use clap::Parser;

use bytereel::{
    cli::{Cli, Commands, setup_logger},
    handler::{handle_decode, handle_decode_frame, handle_encode, handle_test},
};

/// 程序的主入口点
///
/// 负责解析命令行参数、初始化日志，并根据子命令将执行分派到相应的处理函数。
/// 任何错误都会让进程以非零状态退出。
fn main() -> anyhow::Result<()> {
    // 解析命令行参数
    let cli = Cli::parse();
    setup_logger(cli.verbose);

    // 根据子命令调用相应的处理函数
    match cli.command {
        Commands::Encode(args) => handle_encode(args),
        Commands::Decode(args) => handle_decode(args),
        Commands::DecodeFrame(args) => handle_decode_frame(args),
        Commands::Test(args) => handle_test(args),
    }
}
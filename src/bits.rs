//! # 比特打包模块
//!
//! 在字节序列与比特序列之间转换。每个字节按最低有效位优先展开为 8 个比特，
//! 比特在内存中同样按字节紧凑存放，因此一帧数百万比特只占其八分之一的内存。

use std::ops::Range;

/// 紧凑存放的比特序列，第 `i` 个比特位于 `words[i / 8]` 的第 `i % 8` 位。
#[derive(Clone, Default, PartialEq, Eq)]
pub struct BitBuf {
    words: Vec<u8>,
    len: usize,
}

impl BitBuf {
    pub fn new() -> Self {
        Self::default()
    }

    pub fn with_capacity(bits: usize) -> Self {
        Self {
            words: Vec::with_capacity(bits.div_ceil(8)),
            len: 0,
        }
    }

    pub fn len(&self) -> usize {
        self.len
    }

    pub fn is_empty(&self) -> bool {
        self.len == 0
    }

    pub fn push(&mut self, bit: bool) {
        let offset = self.len % 8;
        if offset == 0 {
            self.words.push(0);
        }
        if bit {
            self.words[self.len / 8] |= 1 << offset;
        }
        self.len += 1;
    }

    /// 读取第 `index` 个比特，越界时返回 `None`。
    pub fn get(&self, index: usize) -> Option<bool> {
        if index >= self.len {
            return None;
        }
        Some((self.words[index / 8] >> (index % 8)) & 1 == 1)
    }

    pub fn iter(&self) -> impl Iterator<Item = bool> + '_ {
        (0..self.len).map(move |i| (self.words[i / 8] >> (i % 8)) & 1 == 1)
    }

    /// 复制 `range` 范围内的比特，返回一个独立拥有数据的新序列。
    ///
    /// 范围会被截断到序列长度以内。起点按字节对齐时直接复制字节。
    pub fn slice(&self, range: Range<usize>) -> BitBuf {
        let end = range.end.min(self.len);
        let start = range.start.min(end);
        let len = end - start;

        if start % 8 == 0 {
            let words = self.words[start / 8..(start + len).div_ceil(8)].to_vec();
            let mut out = BitBuf { words, len };
            out.clear_tail();
            return out;
        }

        let mut out = BitBuf::with_capacity(len);
        (start..end).for_each(|i| out.push((self.words[i / 8] >> (i % 8)) & 1 == 1));
        out
    }

    /// 保证最后一个字节中超出 `len` 的位为 0。
    fn clear_tail(&mut self) {
        let used = self.len % 8;
        if used != 0 {
            if let Some(last) = self.words.last_mut() {
                *last &= (1u8 << used) - 1;
            }
        }
    }
}

impl FromIterator<bool> for BitBuf {
    fn from_iter<I: IntoIterator<Item = bool>>(iter: I) -> Self {
        let iter = iter.into_iter();
        let mut out = BitBuf::with_capacity(iter.size_hint().0);
        iter.for_each(|bit| out.push(bit));
        out
    }
}

impl std::fmt::Debug for BitBuf {
    fn fmt(&self, f: &mut std::fmt::Formatter<'_>) -> std::fmt::Result {
        f.debug_struct("BitBuf").field("len", &self.len).finish()
    }
}

/// 把字节展开为比特序列，字节 `i` 的第 `j` 位成为第 `8 * i + j` 个比特。
pub fn pack(bytes: &[u8]) -> BitBuf {
    BitBuf {
        words: bytes.to_vec(),
        len: bytes.len() * 8,
    }
}

/// 按 8 个一组把比特还原为字节。
///
/// 长度不是 8 的倍数时，末尾不足 8 位的部分被丢弃而不是补零。
pub fn unpack(bits: &BitBuf) -> Vec<u8> {
    bits.words[..bits.len / 8].to_vec()
}

#[cfg(test)]
mod tests {
    use super::*;

    #[test]
    fn pack_is_lsb_first() {
        let bits = pack(&[0b0000_0101]);
        let collected: Vec<bool> = bits.iter().collect();
        assert_eq!(
            collected,
            vec![true, false, true, false, false, false, false, false]
        );
    }

    #[test]
    fn pack_length_is_eight_per_byte() {
        assert_eq!(pack(&[1, 2, 3]).len(), 24);
        assert!(pack(&[]).is_empty());
    }

    #[test]
    fn unpack_drops_trailing_partial_byte() {
        let mut bits = pack(&[0xAB, 0xCD]);
        for bit in [true, true, false] {
            bits.push(bit);
        }
        assert_eq!(bits.len(), 19);
        assert_eq!(unpack(&bits), vec![0xAB, 0xCD]);
    }

    #[test]
    fn unpack_of_pushed_bits() {
        let bits: BitBuf = [false, true, true, true, false, false, false, true]
            .into_iter()
            .collect();
        assert_eq!(unpack(&bits), vec![0b1000_1110]);
    }

    #[test]
    fn unaligned_slice_matches_bitwise_copy() {
        let bits = pack(&[0x5A, 0xC3, 0x0F]);
        let sliced = bits.slice(3..17);
        assert_eq!(sliced.len(), 14);
        let expected: Vec<bool> = (3..17).map(|i| bits.get(i).unwrap()).collect();
        assert_eq!(sliced.iter().collect::<Vec<_>>(), expected);
    }

    #[test]
    fn aligned_slice_clears_tail_bits() {
        let bits = pack(&[0xFF, 0xFF]);
        let sliced = bits.slice(8..12);
        assert_eq!(sliced, [true; 4].into_iter().collect::<BitBuf>());
    }

    #[test]
    fn slice_is_clamped_to_length() {
        let bits = pack(&[0xFF]);
        assert_eq!(bits.slice(4..100).len(), 4);
        assert!(bits.slice(20..30).is_empty());
    }

    #[test]
    fn get_out_of_range_is_none() {
        let bits = pack(&[0x80]);
        assert_eq!(bits.get(7), Some(true));
        assert_eq!(bits.get(8), None);
    }
}
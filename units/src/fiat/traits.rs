use async_trait::async_trait;

use crate::currency::CryptoCurrency;

use super::price_quote::PriceQuote;

#[async_trait]
pub trait PriceQuoteProvider: Send + Sync {
    type Error: std::error::Error + Send + Sync + 'static;

    /// Price of one divisible unit of `currency` expressed in `fiat`.
    async fn price_quote(
        &self,
        currency: CryptoCurrency,
        fiat: &str,
    ) -> Result<PriceQuote, Self::Error>;
}


#[cfg(test)]
pub use dummy_impls::*;
mod config;
mod error;
mod market_response;

use async_trait::async_trait;
use reqwest::{Client as ReqwestClient, Response};
use rust_decimal::Decimal;
use serde::de::DeserializeOwned;
use tracing::{debug, instrument, Level};

use shared::tracing::record_error;
use units::{
    currency::CryptoCurrency,
    fiat::{PriceQuote, PriceQuoteProvider},
};

pub use config::*;
pub use error::*;
use market_response::*;

#[derive(Clone, Debug)]
pub struct MarketClient {
    client: ReqwestClient,
    config: MarketClientConfig,
}

impl MarketClient {
    pub fn new(config: MarketClientConfig) -> Result<Self, MarketClientError> {
        let client = ReqwestClient::builder()
            .use_rustls_tls()
            .timeout(config.timeout)
            .build()?;
        Ok(Self { client, config })
    }

    /// Price of one unit of ticker `id` in the `convert` currency, with every
    /// digit the provider sent.
    #[instrument(
        name = "market_client.ticker_price",
        skip(self),
        fields(error, error.level, error.message)
    )]
    pub async fn ticker_price(&self, id: u32, convert: &str) -> Result<Decimal, MarketClientError> {
        record_error(Level::WARN, || async move {
            let response = self
                .client
                .get(self.url_for_ticker(id))
                .query(&[("convert", convert)])
                .send()
                .await?;
            let ticker = Self::extract_response_data::<TickerData>(response).await?;
            let price = ticker.price_in(convert)?;
            debug!(symbol = %ticker.symbol, %price, "received ticker");
            Ok::<_, MarketClientError>(price)
        })
        .await
    }

    fn url_for_ticker(&self, id: u32) -> String {
        format!("{}/ticker/{}/", self.config.url.trim_end_matches('/'), id)
    }

    async fn extract_response_data<T: DeserializeOwned>(
        response: Response,
    ) -> Result<T, MarketClientError> {
        let status = response.status();
        let body = response.text().await?;
        if !status.is_success() {
            return Err(MarketClientError::UnexpectedResponse {
                msg: body,
                code: status.as_u16(),
            });
        }
        let MarketResponse { data } = serde_json::from_str::<MarketResponse<T>>(&body)?;
        Ok(data)
    }
}

#[async_trait]
impl PriceQuoteProvider for MarketClient {
    type Error = MarketClientError;

    async fn price_quote(
        &self,
        currency: CryptoCurrency,
        fiat: &str,
    ) -> Result<PriceQuote, Self::Error> {
        let id = currency
            .market_id()
            .ok_or(MarketClientError::UnlistedCurrency(currency))?;
        let price = self.ticker_price(id, fiat).await?;
        Ok(PriceQuote::try_from(price)?)
    }
}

==================================================

How to complete this task: Look through the material above for "DeserializeOwned" and copy the lines that have it.

Result of this task:
use serde::de::DeserializeOwned;
    async fn extract_response_data<T: DeserializeOwned>(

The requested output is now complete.